→ **THE INPUT**:
============================================================

//! Publish history storage

use async_trait::async_trait;
use serde::Serialize;
use sqlx::sqlite::SqlitePool;
use sqlx::Row;
use std::path::Path;
use std::str::FromStr;
use std::sync::{Mutex, PoisonError};

use crate::error::{DbError, Result};
use crate::types::{PublishRecord, PublishStatus};

/// Where the orchestrator appends finished publish attempts
#[async_trait]
pub trait RecordSink: Send + Sync {
    async fn append(&self, record: &PublishRecord) -> Result<()>;
}

/// Summary counts over the whole history
#[derive(Debug, Clone, Copy, Default, PartialEq, Eq, Serialize)]
pub struct HistoryStats {
    pub total: u64,
    pub posted: u64,
    pub failed: u64,
    /// Posted share of all attempts, rounded percent
    pub success_rate: u32,
}

impl HistoryStats {
    fn from_counts(total: u64, posted: u64, failed: u64) -> Self {
        let success_rate = if total > 0 {
            ((posted as f64 / total as f64) * 100.0).round() as u32
        } else {
            0
        };
        Self {
            total,
            posted,
            failed,
            success_rate,
        }
    }
}

/// Filters for [`Database::query_records`]
#[derive(Debug, Clone, Default)]
pub struct RecordQuery {
    pub status: Option<PublishStatus>,
    pub account_id: Option<String>,
    /// Unix timestamp, inclusive
    pub since: Option<i64>,
    /// Substring of the content
    pub search: Option<String>,
    pub limit: usize,
}

#[derive(Clone)]
pub struct Database {
    pool: SqlitePool,
}

impl Database {
    /// Open (or create) the database and run migrations
    pub async fn new(db_path: &str) -> Result<Self> {
        let expanded_path = shellexpand::tilde(db_path).to_string();
        let path = Path::new(&expanded_path);

        if let Some(parent) = path.parent() {
            std::fs::create_dir_all(parent).map_err(DbError::IoError)?;
        }

        // Forward slashes keep the URL valid on Windows; mode=rwc creates the file
        let db_url = format!("sqlite://{}?mode=rwc", expanded_path.replace('\\', "/"));

        let pool = SqlitePool::connect(&db_url)
            .await
            .map_err(DbError::SqlxError)?;

        sqlx::migrate!("./migrations")
            .run(&pool)
            .await
            .map_err(DbError::MigrationError)?;

        Ok(Self { pool })
    }

    pub async fn append_record(&self, record: &PublishRecord) -> Result<()> {
        sqlx::query(
            r#"
            INSERT INTO publish_records (id, content, status, timestamp, account_id, failure_detail)
            VALUES (?, ?, ?, ?, ?, ?)
            "#,
        )
        .bind(&record.id)
        .bind(&record.content)
        .bind(record.status.as_str())
        .bind(record.timestamp)
        .bind(&record.account_id)
        .bind(&record.failure_detail)
        .execute(&self.pool)
        .await
        .map_err(DbError::SqlxError)?;

        Ok(())
    }

    /// Most recent records first, optionally filtered by status
    pub async fn recent_records(
        &self,
        limit: usize,
        status: Option<PublishStatus>,
    ) -> Result<Vec<PublishRecord>> {
        self.query_records(&RecordQuery {
            status,
            limit,
            ..Default::default()
        })
        .await
    }

    pub async fn query_records(&self, query: &RecordQuery) -> Result<Vec<PublishRecord>> {
        let mut where_clauses = vec!["1=1"];
        if query.status.is_some() {
            where_clauses.push("status = ?");
        }
        if query.account_id.is_some() {
            where_clauses.push("account_id = ?");
        }
        if query.since.is_some() {
            where_clauses.push("timestamp >= ?");
        }
        if query.search.is_some() {
            where_clauses.push("content LIKE '%' || ? || '%'");
        }

        let query_str = format!(
            r#"
            SELECT id, content, status, timestamp, account_id, failure_detail
            FROM publish_records
            WHERE {}
            ORDER BY timestamp DESC, rowid DESC
            LIMIT ?
            "#,
            where_clauses.join(" AND ")
        );

        // Bind in the same order as the WHERE clauses
        let mut sql = sqlx::query(&query_str);
        if let Some(status) = query.status {
            sql = sql.bind(status.as_str());
        }
        if let Some(account_id) = &query.account_id {
            sql = sql.bind(account_id);
        }
        if let Some(since) = query.since {
            sql = sql.bind(since);
        }
        if let Some(search) = &query.search {
            sql = sql.bind(search);
        }
        sql = sql.bind(query.limit as i64);

        let rows = sql.fetch_all(&self.pool).await.map_err(DbError::SqlxError)?;

        rows.iter()
            .map(|r| {
                let status: String = r.get("status");
                Ok(PublishRecord {
                    id: r.get("id"),
                    content: r.get("content"),
                    status: PublishStatus::from_str(&status)?,
                    timestamp: r.get("timestamp"),
                    account_id: r.get("account_id"),
                    failure_detail: r.get("failure_detail"),
                })
            })
            .collect()
    }

    pub async fn stats(&self) -> Result<HistoryStats> {
        let row = sqlx::query(
            r#"
            SELECT
                COUNT(*) AS total,
                COALESCE(SUM(CASE WHEN status = 'posted' THEN 1 ELSE 0 END), 0) AS posted,
                COALESCE(SUM(CASE WHEN status = 'failed' THEN 1 ELSE 0 END), 0) AS failed
            FROM publish_records
            "#,
        )
        .fetch_one(&self.pool)
        .await
        .map_err(DbError::SqlxError)?;

        let total: i64 = row.get("total");
        let posted: i64 = row.get("posted");
        let failed: i64 = row.get("failed");
        Ok(HistoryStats::from_counts(
            total as u64,
            posted as u64,
            failed as u64,
        ))
    }
}

#[async_trait]
impl RecordSink for Database {
    async fn append(&self, record: &PublishRecord) -> Result<()> {
        self.append_record(record).await
    }
}

/// Keeps records in memory; used by tests and dry runs
#[derive(Default)]
pub struct MemoryRecordSink {
    records: Mutex<Vec<PublishRecord>>,
    reject: bool,
}

impl MemoryRecordSink {
    pub fn new() -> Self {
        Self::default()
    }

    /// Every append fails
    pub fn failing() -> Self {
        Self {
            records: Mutex::new(Vec::new()),
            reject: true,
        }
    }

    pub fn records(&self) -> Vec<PublishRecord> {
        self.records
            .lock()
            .unwrap_or_else(PoisonError::into_inner)
            .clone()
    }
}

#[async_trait]
impl RecordSink for MemoryRecordSink {
    async fn append(&self, record: &PublishRecord) -> Result<()> {
        if self.reject {
            return Err(DbError::IoError(std::io::Error::new(
                std::io::ErrorKind::Other,
                "record sink is read-only",
            ))
            .into());
        }
        self.records
            .lock()
            .unwrap_or_else(PoisonError::into_inner)
            .push(record.clone());
        Ok(())
    }
}

#[cfg(test)]
mod tests {
    use super::*;
    use crate::error::AutopostError;
    use tempfile::TempDir;

    async fn temp_db() -> (TempDir, Database) {
        let dir = TempDir::new().unwrap();
        let path = dir.path().join("nested").join("autopost.db");
        let db = Database::new(path.to_str().unwrap()).await.unwrap();
        (dir, db)
    }

    fn record_at(status: PublishStatus, timestamp: i64) -> PublishRecord {
        let mut record = match status {
            PublishStatus::Failed => {
                PublishRecord::failed("1", "content", "submit missing".to_string())
            }
            _ => PublishRecord::posted("1", "content"),
        };
        record.timestamp = timestamp;
        record
    }

    #[tokio::test]
    async fn test_database_initialization_with_invalid_path() {
        #[cfg(unix)]
        let invalid_path = "/tmp/test\0invalid.db";

        #[cfg(windows)]
        let invalid_path = "C:\\invalid<>path\\test.db";

        let result = Database::new(invalid_path).await;
        assert!(matches!(result, Err(AutopostError::Database(_))));
    }

    #[tokio::test]
    async fn test_append_and_read_back() {
        let (_dir, db) = temp_db().await;
        let record = PublishRecord::failed("acc-1", "BTC update", "no submit".to_string());
        db.append_record(&record).await.unwrap();

        let records = db.recent_records(10, None).await.unwrap();
        assert_eq!(records, vec![record]);
    }

    #[tokio::test]
    async fn test_records_are_append_only() {
        let (_dir, db) = temp_db().await;
        let record = PublishRecord::posted("1", "first");
        db.append_record(&record).await.unwrap();

        let mut duplicate = PublishRecord::posted("1", "second");
        duplicate.id = record.id.clone();
        assert!(db.append_record(&duplicate).await.is_err());

        let records = db.recent_records(10, None).await.unwrap();
        assert_eq!(records.len(), 1);
        assert_eq!(records[0].content, "first");
    }

    #[tokio::test]
    async fn test_recent_records_order_limit_and_filter() {
        let (_dir, db) = temp_db().await;
        db.append_record(&record_at(PublishStatus::Posted, 100)).await.unwrap();
        db.append_record(&record_at(PublishStatus::Failed, 200)).await.unwrap();
        db.append_record(&record_at(PublishStatus::Posted, 300)).await.unwrap();

        let all = db.recent_records(10, None).await.unwrap();
        let stamps: Vec<i64> = all.iter().map(|r| r.timestamp).collect();
        assert_eq!(stamps, vec![300, 200, 100]);

        assert_eq!(db.recent_records(2, None).await.unwrap().len(), 2);

        let failed = db
            .recent_records(10, Some(PublishStatus::Failed))
            .await
            .unwrap();
        assert_eq!(failed.len(), 1);
        assert_eq!(failed[0].failure_detail.as_deref(), Some("submit missing"));
    }

    #[tokio::test]
    async fn test_query_by_account_since_and_search() {
        let (_dir, db) = temp_db().await;
        let mut old = PublishRecord::posted("a", "old BTC news");
        old.timestamp = 100;
        let mut other = PublishRecord::posted("b", "ETH news");
        other.timestamp = 200;
        let mut recent = PublishRecord::posted("a", "fresh BTC news");
        recent.timestamp = 300;
        for record in [&old, &other, &recent] {
            db.append_record(record).await.unwrap();
        }

        let by_account = db
            .query_records(&RecordQuery {
                account_id: Some("a".to_string()),
                limit: 10,
                ..Default::default()
            })
            .await
            .unwrap();
        assert_eq!(by_account, vec![recent.clone(), old.clone()]);

        let since = db
            .query_records(&RecordQuery {
                since: Some(200),
                search: Some("BTC".to_string()),
                limit: 10,
                ..Default::default()
            })
            .await
            .unwrap();
        assert_eq!(since, vec![recent]);
    }

    #[tokio::test]
    async fn test_stats() {
        let (_dir, db) = temp_db().await;
        assert_eq!(db.stats().await.unwrap(), HistoryStats::default());

        db.append_record(&record_at(PublishStatus::Posted, 1)).await.unwrap();
        db.append_record(&record_at(PublishStatus::Posted, 2)).await.unwrap();
        db.append_record(&record_at(PublishStatus::Failed, 3)).await.unwrap();

        let stats = db.stats().await.unwrap();
        assert_eq!(stats.total, 3);
        assert_eq!(stats.posted, 2);
        assert_eq!(stats.failed, 1);
        assert_eq!(stats.success_rate, 67);
    }

    #[tokio::test]
    async fn test_reopen_keeps_history() {
        let dir = TempDir::new().unwrap();
        let path = dir.path().join("autopost.db");
        let path = path.to_str().unwrap();

        let db = Database::new(path).await.unwrap();
        db.append(&PublishRecord::posted("1", "kept")).await.unwrap();
        drop(db);

        let db = Database::new(path).await.unwrap();
        assert_eq!(db.recent_records(10, None).await.unwrap().len(), 1);
    }

    #[tokio::test]
    async fn test_memory_sink() {
        let sink = MemoryRecordSink::new();
        sink.append(&PublishRecord::posted("1", "a")).await.unwrap();
        assert_eq!(sink.records().len(), 1);

        let failing = MemoryRecordSink::failing();
        assert!(failing.append(&PublishRecord::posted("1", "a")).await.is_err());
        assert!(failing.records().is_empty());
    }
}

============================================================

→ **INSTRUCTIONS TO FOLLOW**: From the entries above, restate word for word the lines from the line containing "let mut sql" to the line containing "sql = sql.bind(query.limit as i64);", both ends included, and nothing more.

→ **TASK ANSWER**:
        let mut sql = sqlx::query(&query_str);
        if let Some(status) = query.status {
            sql = sql.bind(status.as_str());
        }
        if let Some(account_id) = &query.account_id {
            sql = sql.bind(account_id);
        }
        if let Some(since) = query.since {
            sql = sql.bind(since);
        }
        if let Some(search) = &query.search {
            sql = sql.bind(search);
        }
        sql = sql.bind(query.limit as i64);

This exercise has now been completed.